So what is a stumbling block, what does it mean?
Firstly, it’s not to be confused with outright writer’s block – the inability to write. Stumbling blocks happen during writing, where the writer realises that things are not going to plan, or they don’t ‘feel’ the story and therefore believe they’re disconnected from it. The story seems to come to a halt.
There are multiple reasons for this. It might mean the plot has fallen through, the characters are not working, the story isn’t moving in any direction or doesn’t feel right, or the writer simply cannot make it work, no matter how hard he or she tries. Sometimes stories simply do not work.
Or perhaps the writer is attempting something that is out of their comfort zone, something they’re not used to writing and they haven’t settled into it.
A writer needs to recognise this as a stumbling block and then look to a solution to correct it and move forward.
Another reason why they hit stumbling blocks is a direct result of a writer trying to force an idea into a story, when in an ideal situation, ideas should come naturally and therefore form part of the backbone of the story.
Writers shouldn’t force ideas because the result (if the writer hasn’t already ground to a miserable halt with their efforts) is a contrived and unnatural piece of writing. No editor or reader will enjoy reading it, and more than likely, the writer didn’t enjoy writing it.
This ‘forced’ writing tends to happen when a writer is on a tight deadline and needs to produce a story quickly, a competition for instance, but the writer doesn’t allow for natural inspiration or ideas to form and instead makes an idea fit the story criteria.

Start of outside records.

use nalgebra::SVector;
use num_traits::Zero;
use rayon::prelude::*;

use crate::kdtree::KdTreeBase;
use crate::point::Point;
use crate::sampling::SampleMapping;

/// Precomputed k-nearest-neighbor graph over the samples of a kd-tree.
///
/// One contiguous row of `k` point indices per sample, filled in parallel:
/// every row is an independent read-only kd-tree query writing a disjoint
/// output slice, so no synchronization is needed.
///
/// The graph borrows the tree for its lifetime and resolves point indices
/// to rows through the tree's inverse sample map.
pub struct KnnGraph<'a, P: Point<D>, const D: usize, M: SampleMapping> {
    tree: &'a KdTreeBase<P, D, M>,
    k: usize,
    indices: Vec<u32>,
}

impl<'a, P, const D: usize, M> KnnGraph<'a, P, D, M>
where
    P: Point<D> + Sync,
    P::Scalar: Sync,
    M: SampleMapping + Sync,
{
    /// Builds the graph with `k` neighbors per sample.
    ///
    /// `k` is clamped to `sample_count - 1` since a sample is never its own
    /// neighbor.
    pub fn new(tree: &'a KdTreeBase<P, D, M>, k: usize) -> Self {
        assert!(k > 0, "neighbor rows need k >= 1");
        let k = k.min(tree.sample_count().saturating_sub(1));

        let mut indices = vec![u32::MAX; tree.sample_count() * k];
        if k > 0 {
            indices
                .par_chunks_mut(k)
                .enumerate()
                .for_each(|(sample, row)| {
                    let point_index = tree.point_from_sample(sample);
                    for (slot, neighbor) in
                        row.iter_mut().zip(tree.k_nearest_neighbors_at(point_index, k))
                    {
                        *slot = neighbor as u32;
                    }
                });
        }

        Self { tree, k, indices }
    }
}

impl<'a, P: Point<D>, const D: usize, M: SampleMapping> KnnGraph<'a, P, D, M> {
    /// Neighbors per sample. May be smaller than requested on tiny clouds.
    pub fn k(&self) -> usize {
        self.k
    }

    /// Number of vertices (samples) in the graph.
    pub fn len(&self) -> usize {
        self.tree.sample_count()
    }

    pub fn is_empty(&self) -> bool {
        self.tree.sample_count() == 0
    }

    /// The neighbor row of the given point, or `None` when the point is not
    /// part of the tree's sampling.
    pub fn neighbors(&self, point_index: usize) -> Option<&[u32]> {
        let sample = self.tree.sample_from_point(point_index)?;
        Some(&self.indices[sample * self.k..(sample + 1) * self.k])
    }

    /// Region-growing range query through graph edges.
    ///
    /// Starting from the given point, neighbors within `radius` are
    /// accepted and expanded in turn; the collection is geodesic-like and
    /// bounded by the Euclidean ball, so disconnected parts of the ball may
    /// be missed when `k` is small. Yields point indices, excluding the
    /// query point. Returns `None` when the point is not sampled.
    pub fn range_neighbors(
        &self,
        point_index: usize,
        radius: P::Scalar,
    ) -> Option<KnnGraphRangeIter<'_, 'a, P, D, M>> {
        assert!(radius >= P::Scalar::zero(), "radius must be non-negative");
        self.tree.sample_from_point(point_index)?;

        let mut visited = vec![false; self.tree.point_count()];
        visited[point_index] = true;
        Some(KnnGraphRangeIter {
            graph: self,
            point: self.tree.point(point_index).pos(),
            r2: radius * radius,
            pending: vec![point_index as u32],
            cursor: None,
            visited,
        })
    }
}

/// Iterator state of [`KnnGraph::range_neighbors`].
pub struct KnnGraphRangeIter<'g, 'a, P: Point<D>, const D: usize, M: SampleMapping> {
    graph: &'g KnnGraph<'a, P, D, M>,
    point: SVector<P::Scalar, D>,
    r2: P::Scalar,
    /// Accepted vertices whose rows still have to be expanded.
    pending: Vec<u32>,
    /// Row currently being scanned: (point index, offset in its row).
    cursor: Option<(u32, usize)>,
    visited: Vec<bool>,
}

impl<P: Point<D>, const D: usize, M: SampleMapping> Iterator
    for KnnGraphRangeIter<'_, '_, P, D, M>
{
    type Item = usize;

    fn next(&mut self) -> Option<usize> {
        loop {
            if let Some((vertex, mut offset)) = self.cursor {
                // Rows only ever hold sampled points, so the lookup cannot miss.
                let row = self.graph.neighbors(vertex as usize)?;
                while offset < row.len() {
                    let neighbor = row[offset];
                    offset += 1;
                    if self.visited[neighbor as usize] {
                        continue;
                    }
                    self.visited[neighbor as usize] = true;
                    let pos = self.graph.tree.point(neighbor as usize).pos();
                    if (pos - self.point).norm_squared() <= self.r2 {
                        self.pending.push(neighbor);
                        self.cursor = Some((vertex, offset));
                        return Some(neighbor as usize);
                    }
                }
                self.cursor = None;
            } else {
                let vertex = self.pending.pop()?;
                self.cursor = Some((vertex, 0));
            }
        }
    }
}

There are ways, however, to avoid common stumbling blocks:
a) Let ideas form naturally. Don’t push them to fit stories. Stories must fit the idea – if a deadline seems too tight to get inspiration in time to write the story to a quality level and then edit it, then don’t do it.
b) Plan, plan, plan. Fail to plan and inevitably you plan to fail. Even the rudimentary sketching of an idea is better than flying by the seat of your pants. This also reduces the risk of the writer giving up halfway through because he or she has run out of ideas and the story isn’t working.
This is also why the bottom of a plot might fall out – it simply isn’t strong to enough to support a flimsy story idea. A little planning goes a long way.
c) Characters haven’t been carefully thought out. Having characters that don’t work can be a stumbling block. That could be anything from the character having the wrong name, the wrong personality, not enough depth, or they have turned into a cliché etc. Get your characters right, and the story will be much easier to write.
d) The story is the wrong genre. Trying to write a lusty romance when you are a fully blown horror writer might trip you up, especially if you are not that comfortable with that particular field. Stick to what you know and love.
If you’ve ever started writing a story with the distinct feeling it doesn’t ‘feel’ right or it isn’t heading in any particular direction, or it’s a struggle to write any more than the odd sentence, then it is likely that one or more of these elements aren’t right.
Compare this with a story that is effortless to write and really does spill onto the page – the story fits the idea perfectly, the characters gel, the plot is good. It means there is a symbiosis of the idea and the story. They work together in such a way that makes writing easy and enjoyable.
It’s rare when all the characters, ideas and plot click into place first time. Sometimes we have to do some tweaking before it does. But if they don’t ‘click’ or fit, then fundamentally it means something isn’t quite right. If that happens, don’t give up and start something else, simply go back and analyse those elements, change them, tweak them, and start again.